DATA SUPPLIED>
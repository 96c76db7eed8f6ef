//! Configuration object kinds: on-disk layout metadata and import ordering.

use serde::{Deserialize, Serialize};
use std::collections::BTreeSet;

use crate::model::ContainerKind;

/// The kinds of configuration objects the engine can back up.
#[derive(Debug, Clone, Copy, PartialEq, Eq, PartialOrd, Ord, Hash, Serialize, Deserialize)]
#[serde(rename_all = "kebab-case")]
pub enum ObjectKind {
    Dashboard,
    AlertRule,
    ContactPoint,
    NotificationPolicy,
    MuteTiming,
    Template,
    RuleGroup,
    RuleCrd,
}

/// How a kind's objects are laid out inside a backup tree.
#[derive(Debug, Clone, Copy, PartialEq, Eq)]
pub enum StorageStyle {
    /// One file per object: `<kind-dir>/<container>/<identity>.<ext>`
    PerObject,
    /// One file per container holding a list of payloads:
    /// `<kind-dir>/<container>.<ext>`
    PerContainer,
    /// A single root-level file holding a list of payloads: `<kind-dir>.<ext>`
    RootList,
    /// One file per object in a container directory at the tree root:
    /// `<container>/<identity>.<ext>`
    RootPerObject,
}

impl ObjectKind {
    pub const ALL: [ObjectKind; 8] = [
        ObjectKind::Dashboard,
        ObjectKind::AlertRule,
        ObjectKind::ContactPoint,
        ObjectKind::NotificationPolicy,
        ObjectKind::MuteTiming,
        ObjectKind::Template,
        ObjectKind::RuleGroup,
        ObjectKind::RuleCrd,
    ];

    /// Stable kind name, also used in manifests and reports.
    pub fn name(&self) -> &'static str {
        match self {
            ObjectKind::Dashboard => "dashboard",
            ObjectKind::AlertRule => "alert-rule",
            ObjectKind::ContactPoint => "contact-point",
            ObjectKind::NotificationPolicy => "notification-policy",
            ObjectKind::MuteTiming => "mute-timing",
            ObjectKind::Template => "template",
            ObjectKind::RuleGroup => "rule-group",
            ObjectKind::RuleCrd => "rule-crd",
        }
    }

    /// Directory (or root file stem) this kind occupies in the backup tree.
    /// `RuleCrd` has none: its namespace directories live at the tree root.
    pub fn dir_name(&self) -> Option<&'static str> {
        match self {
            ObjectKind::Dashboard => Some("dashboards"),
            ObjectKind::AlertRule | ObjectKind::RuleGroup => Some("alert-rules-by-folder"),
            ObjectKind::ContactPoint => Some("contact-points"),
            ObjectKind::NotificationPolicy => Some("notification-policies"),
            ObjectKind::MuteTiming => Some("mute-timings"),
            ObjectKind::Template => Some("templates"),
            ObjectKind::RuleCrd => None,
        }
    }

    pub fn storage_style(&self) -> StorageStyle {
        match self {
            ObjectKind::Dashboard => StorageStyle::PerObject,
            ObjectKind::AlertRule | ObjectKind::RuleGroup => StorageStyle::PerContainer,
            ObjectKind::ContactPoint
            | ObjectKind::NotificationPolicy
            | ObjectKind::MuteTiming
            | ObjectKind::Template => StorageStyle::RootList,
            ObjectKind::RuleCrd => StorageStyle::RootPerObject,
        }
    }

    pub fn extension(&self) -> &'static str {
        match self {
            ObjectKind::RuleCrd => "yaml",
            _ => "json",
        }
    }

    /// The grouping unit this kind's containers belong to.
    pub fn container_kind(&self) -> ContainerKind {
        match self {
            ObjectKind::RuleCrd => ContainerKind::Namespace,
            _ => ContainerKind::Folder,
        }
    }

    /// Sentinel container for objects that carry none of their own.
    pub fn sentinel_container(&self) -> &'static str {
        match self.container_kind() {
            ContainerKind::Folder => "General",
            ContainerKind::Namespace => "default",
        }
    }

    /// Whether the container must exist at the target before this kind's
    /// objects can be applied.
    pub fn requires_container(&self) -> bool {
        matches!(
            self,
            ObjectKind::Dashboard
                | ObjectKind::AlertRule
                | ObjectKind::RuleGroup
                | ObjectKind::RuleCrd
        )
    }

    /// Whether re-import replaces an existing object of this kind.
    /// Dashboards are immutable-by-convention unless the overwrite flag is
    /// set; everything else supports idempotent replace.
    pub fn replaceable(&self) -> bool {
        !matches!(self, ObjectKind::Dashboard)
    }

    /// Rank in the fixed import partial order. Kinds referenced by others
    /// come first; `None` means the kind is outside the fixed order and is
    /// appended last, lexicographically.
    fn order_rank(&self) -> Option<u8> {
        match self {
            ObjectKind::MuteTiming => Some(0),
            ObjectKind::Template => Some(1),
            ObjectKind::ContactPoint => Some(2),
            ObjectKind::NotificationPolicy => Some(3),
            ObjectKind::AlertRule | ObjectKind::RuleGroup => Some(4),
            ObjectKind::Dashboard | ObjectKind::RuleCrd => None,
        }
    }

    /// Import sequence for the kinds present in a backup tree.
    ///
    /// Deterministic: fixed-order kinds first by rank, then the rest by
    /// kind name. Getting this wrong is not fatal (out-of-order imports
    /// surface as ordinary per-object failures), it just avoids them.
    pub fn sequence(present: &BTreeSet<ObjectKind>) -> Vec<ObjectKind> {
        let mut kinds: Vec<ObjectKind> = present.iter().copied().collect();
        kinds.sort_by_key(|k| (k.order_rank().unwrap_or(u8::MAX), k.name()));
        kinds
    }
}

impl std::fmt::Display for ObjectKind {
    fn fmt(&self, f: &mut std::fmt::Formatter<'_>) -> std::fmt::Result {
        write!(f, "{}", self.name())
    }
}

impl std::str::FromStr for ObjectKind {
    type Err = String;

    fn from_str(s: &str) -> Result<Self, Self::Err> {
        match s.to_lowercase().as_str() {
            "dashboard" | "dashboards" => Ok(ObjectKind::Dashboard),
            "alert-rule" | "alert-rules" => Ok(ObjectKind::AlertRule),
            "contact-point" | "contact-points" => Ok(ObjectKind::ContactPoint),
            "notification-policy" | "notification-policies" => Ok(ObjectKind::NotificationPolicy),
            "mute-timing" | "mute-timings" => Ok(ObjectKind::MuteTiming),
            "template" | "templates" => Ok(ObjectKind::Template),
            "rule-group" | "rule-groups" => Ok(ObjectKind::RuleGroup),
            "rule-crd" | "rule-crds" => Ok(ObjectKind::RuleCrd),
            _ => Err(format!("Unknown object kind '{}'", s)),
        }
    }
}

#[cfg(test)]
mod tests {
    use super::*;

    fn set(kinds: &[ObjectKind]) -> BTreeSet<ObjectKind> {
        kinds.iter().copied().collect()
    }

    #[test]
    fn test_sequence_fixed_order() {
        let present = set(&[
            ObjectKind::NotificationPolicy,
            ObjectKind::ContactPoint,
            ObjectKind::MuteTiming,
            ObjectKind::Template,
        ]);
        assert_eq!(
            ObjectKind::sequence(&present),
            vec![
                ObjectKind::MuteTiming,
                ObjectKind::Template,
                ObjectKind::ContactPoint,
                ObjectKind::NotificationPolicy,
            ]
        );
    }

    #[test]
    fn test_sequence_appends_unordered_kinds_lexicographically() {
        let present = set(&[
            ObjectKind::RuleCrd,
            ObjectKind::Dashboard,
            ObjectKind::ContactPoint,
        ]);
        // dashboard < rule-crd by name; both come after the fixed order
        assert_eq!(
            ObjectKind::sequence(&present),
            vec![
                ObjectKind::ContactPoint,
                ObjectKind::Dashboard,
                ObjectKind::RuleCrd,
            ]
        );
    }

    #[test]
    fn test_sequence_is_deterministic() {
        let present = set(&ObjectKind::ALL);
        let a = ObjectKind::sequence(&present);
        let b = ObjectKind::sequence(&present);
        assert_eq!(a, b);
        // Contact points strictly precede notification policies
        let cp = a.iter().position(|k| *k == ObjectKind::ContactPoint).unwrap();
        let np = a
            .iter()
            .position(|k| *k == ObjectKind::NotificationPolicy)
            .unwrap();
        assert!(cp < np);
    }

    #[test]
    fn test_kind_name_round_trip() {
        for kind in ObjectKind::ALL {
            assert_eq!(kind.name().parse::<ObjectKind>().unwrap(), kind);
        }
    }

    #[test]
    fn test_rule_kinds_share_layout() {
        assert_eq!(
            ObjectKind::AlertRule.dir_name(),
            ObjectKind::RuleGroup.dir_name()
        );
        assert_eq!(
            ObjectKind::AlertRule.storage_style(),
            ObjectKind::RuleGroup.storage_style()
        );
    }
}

WHAT TO PRODUCE> Only one number is expected: the count of lines in the entries holding the string "Clone".

SOLUTION FOR THIS TASK> 2